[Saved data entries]

• • • •

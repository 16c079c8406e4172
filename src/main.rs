//! Cardscape - entry point
//!
//! Interactive digital business card with a generative blob-field backdrop.
//!
//! CLI Usage:
//!   cargo run                    # Open the card window
//!   cargo run -- --diagnose      # Run field diagnostics (no GUI)
//!   cargo run -- --diagnose -n 600  # Custom step count
//!   cargo run -- --vcard         # Export the contact card and exit

use std::sync::Arc;
use std::time::Instant;

use anyhow::Result;
use cardscape::{
    config::{Parameters, ProfileRecord},
    export,
    render::{ExportAction, HudOverlay, RenderState},
    sim::BlobField,
    state::FrameMetrics,
};
use glam::Vec2;
use winit::{
    event::{ElementState, Event, KeyEvent, WindowEvent},
    event_loop::{ControlFlow, EventLoop},
    keyboard::{KeyCode, PhysicalKey},
    window::WindowBuilder,
};

/// Run field diagnostics without GUI
fn run_diagnostics(steps: u64) -> Result<()> {
    println!("=== Cardscape - Field Diagnostics ===\n");

    let params = Parameters::load_or_default();
    let viewport = Vec2::new(1280.0, 720.0);
    let mut field = BlobField::seeded(viewport, params.field, 1);

    println!("Blobs: {}", field.blobs.len());
    println!("Viewport: {}x{}", viewport.x, viewport.y);

    let initial_mean_speed = field.mean_speed();

    println!("\n--- Running {} steps ---\n", steps);

    let start_time = Instant::now();
    let mut out_of_bounds = 0u64;
    for step in 0..steps {
        // Synthetic pointer orbiting the card
        let angle = step as f32 * 0.01;
        let pointer = viewport * 0.5 + Vec2::new(angle.cos(), angle.sin()) * 300.0;
        field.step(pointer);

        for blob in &field.blobs {
            let p = blob.position;
            if p.x < 0.0 || p.x >= viewport.x || p.y < 0.0 || p.y >= viewport.y {
                out_of_bounds += 1;
            }
        }

        if steps >= 10 && step % (steps / 10) == 0 {
            let progress = (step as f32 / steps as f32) * 100.0;
            println!(
                "  {:3.0}%: frame={}, mean_speed={:.3} px/f, max_speed={:.3} px/f",
                progress,
                field.frame,
                field.mean_speed(),
                field.max_speed()
            );
        }
    }
    let elapsed = start_time.elapsed();

    println!("\n=== Results ===");
    println!("Elapsed time: {:.2?}", elapsed);
    println!(
        "Steps per second: {:.0}",
        steps as f32 / elapsed.as_secs_f32()
    );
    println!("Mean speed: {:.3} px/f (initial {:.3})", field.mean_speed(), initial_mean_speed);
    println!("Max speed: {:.3} px/f", field.max_speed());

    println!("\n=== Diagnostic Checks ===");
    if out_of_bounds > 0 {
        println!("⚠️  WARNING: {} out-of-bounds positions detected!", out_of_bounds);
    } else {
        println!("✓ All positions stayed within the viewport");
    }

    if field.blobs.len() == field.params.blob_count {
        println!("✓ Blob census constant");
    } else {
        println!(
            "⚠️  WARNING: census changed: {} != {}",
            field.blobs.len(),
            field.params.blob_count
        );
    }

    if field.max_speed() > 50.0 {
        println!("⚠️  WARNING: very high velocity - pointer drift accumulating fast");
    } else {
        println!("✓ Velocities look reasonable (attraction is unclamped by design)");
    }

    Ok(())
}

/// Export the contact card without opening a window
fn run_vcard_export() -> Result<()> {
    let profile = ProfileRecord::load_or_default("data/profile.json");
    let path = export::save_vcard(&profile)?;
    println!("Contact card written to {}", path.display());
    Ok(())
}

/// Parse CLI arguments
fn parse_args() -> (bool, u64, bool) {
    let args: Vec<String> = std::env::args().collect();
    let mut diagnose = false;
    let mut steps = 600;
    let mut vcard = false;

    let mut i = 1;
    while i < args.len() {
        match args[i].as_str() {
            "--diagnose" | "-d" => diagnose = true,
            "-n" | "--steps" => {
                i += 1;
                if i < args.len() {
                    steps = args[i].parse().unwrap_or(600);
                }
            }
            "--vcard" => vcard = true,
            "--help" | "-h" => {
                println!("Cardscape");
                println!();
                println!("Usage: cardscape [OPTIONS]");
                println!();
                println!("Options:");
                println!("  --diagnose, -d     Run field diagnostics (no GUI)");
                println!("  -n, --steps N      Number of diagnostic steps (default: 600)");
                println!("  --vcard            Export the contact card and exit");
                println!("  --help, -h         Show this help");
                std::process::exit(0);
            }
            _ => {}
        }
        i += 1;
    }

    (diagnose, steps, vcard)
}

fn main() -> Result<()> {
    env_logger::init();

    let (diagnose, steps, vcard) = parse_args();

    if diagnose {
        return run_diagnostics(steps);
    }
    if vcard {
        return run_vcard_export();
    }

    log::info!("Cardscape starting...");

    let params = Parameters::load_or_default();
    let profile = ProfileRecord::load_or_default("data/profile.json");
    log::info!("Card loaded for {}", profile.person_name);

    let event_loop = EventLoop::new()?;
    let window = Arc::new(
        WindowBuilder::new()
            .with_title(format!("{} | {}", profile.company_name, profile.person_name))
            .with_inner_size(winit::dpi::LogicalSize::new(1280, 720))
            .build(&event_loop)?,
    );

    let mut render_state = pollster::block_on(RenderState::new(window.clone(), &params.field))?;
    let mut hud = HudOverlay::new(&window, render_state.device(), render_state.surface_format());

    let size = window.inner_size();
    let mut field = BlobField::new(
        Vec2::new(size.width as f32, size.height as f32),
        params.field.clone(),
    );
    log::info!("Blob field created: {} blobs", field.blobs.len());

    // Input state
    let mut pointer = Vec2::new(size.width as f32 * 0.5, size.height as f32 * 0.5);
    let mut field_running = true;
    let mut last_frame_time = Instant::now();
    let mut fps = 0.0f32;

    log::info!("Controls:");
    log::info!("  C: Save contact (.vcf)");
    log::info!("  E: Export menu");
    log::info!("  P: Pause/resume backdrop");
    log::info!("  S: Status panel");
    log::info!("  H: Help overlay");
    log::info!("  Tab: Toggle overlay");
    log::info!("  F12: Backdrop screenshot");
    log::info!("  Escape: Exit");

    event_loop.run(move |event, elwt| {
        elwt.set_control_flow(ControlFlow::Poll);

        match event {
            Event::WindowEvent { event, .. } => {
                let consumed = hud.handle_event(&window, &event);

                match event {
                    WindowEvent::CloseRequested => {
                        elwt.exit();
                    }
                    WindowEvent::CursorMoved { position, .. } => {
                        // The backdrop follows the pointer even above panels
                        pointer = Vec2::new(position.x as f32, position.y as f32);
                    }
                    WindowEvent::Resized(new_size) => {
                        render_state.resize(new_size);
                        field.resize(Vec2::new(new_size.width as f32, new_size.height as f32));
                    }
                    WindowEvent::KeyboardInput {
                        event:
                            KeyEvent {
                                physical_key: PhysicalKey::Code(key_code),
                                state: ElementState::Pressed,
                                ..
                            },
                        ..
                    } if !consumed && !hud.wants_keyboard_input() => match key_code {
                        KeyCode::Escape => elwt.exit(),
                        KeyCode::KeyC => {
                            hud.request_export(ExportAction::ContactCard);
                        }
                        KeyCode::KeyE => {
                            hud.state.toggle_export_menu();
                        }
                        KeyCode::KeyP => {
                            field_running = !field_running;
                            log::info!(
                                "Blob field: {}",
                                if field_running { "RUNNING" } else { "PAUSED" }
                            );
                        }
                        KeyCode::KeyS => {
                            hud.state.toggle_status();
                        }
                        KeyCode::KeyH => {
                            hud.state.toggle_help();
                        }
                        KeyCode::Tab => {
                            hud.state.toggle_hud();
                        }
                        KeyCode::F12 => {
                            hud.request_export(ExportAction::Screenshot);
                        }
                        _ => {}
                    },
                    WindowEvent::RedrawRequested => {
                        let now = Instant::now();
                        let frame_time = (now - last_frame_time).as_secs_f32();
                        last_frame_time = now;
                        if frame_time > 0.0 {
                            // Smoothed fps for the status panel
                            fps = fps * 0.9 + (1.0 / frame_time) * 0.1;
                        }

                        if field_running {
                            field.step(pointer);
                        }
                        render_state.update_field(&field);

                        let metrics = FrameMetrics::sample(&field, fps, pointer, !field_running);

                        match render_state.render(&window, &mut hud, &metrics, &profile) {
                            Ok(_) => {}
                            Err(wgpu::SurfaceError::Lost) => render_state.resize(render_state.size),
                            Err(wgpu::SurfaceError::OutOfMemory) => elwt.exit(),
                            Err(e) => log::error!("Render error: {:?}", e),
                        }

                        // Exports run synchronously inside the frame callback
                        if let Some(action) = hud.take_export_action() {
                            dispatch_export(action, &profile, &render_state);
                        }
                    }
                    _ => {}
                }
            }
            Event::AboutToWait => {
                window.request_redraw();
            }
            _ => {}
        }
    })?;

    Ok(())
}

/// Execute an export action raised by the overlay or a shortcut
fn dispatch_export(action: ExportAction, profile: &ProfileRecord, render_state: &RenderState) {
    match action {
        ExportAction::ContactCard => match export::save_vcard(profile) {
            Ok(path) => log::info!("Contact card saved: {}", path.display()),
            Err(e) => log::error!("Contact export failed: {}", e),
        },
        ExportAction::Screenshot => {
            let captured = render_state
                .capture_backdrop()
                .and_then(|(pixels, w, h)| export::save_screenshot(&pixels, w, h));
            match captured {
                Ok(path) => log::info!("Backdrop saved: {}", path.display()),
                Err(e) => log::error!("Screenshot failed: {}", e),
            }
        }
    }
}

• • • •

■ WHAT TO PRODUCE:
Going through the records above line by line, tally those with the word "winit" and answer with the number only.

■ RESULT BELOW:
2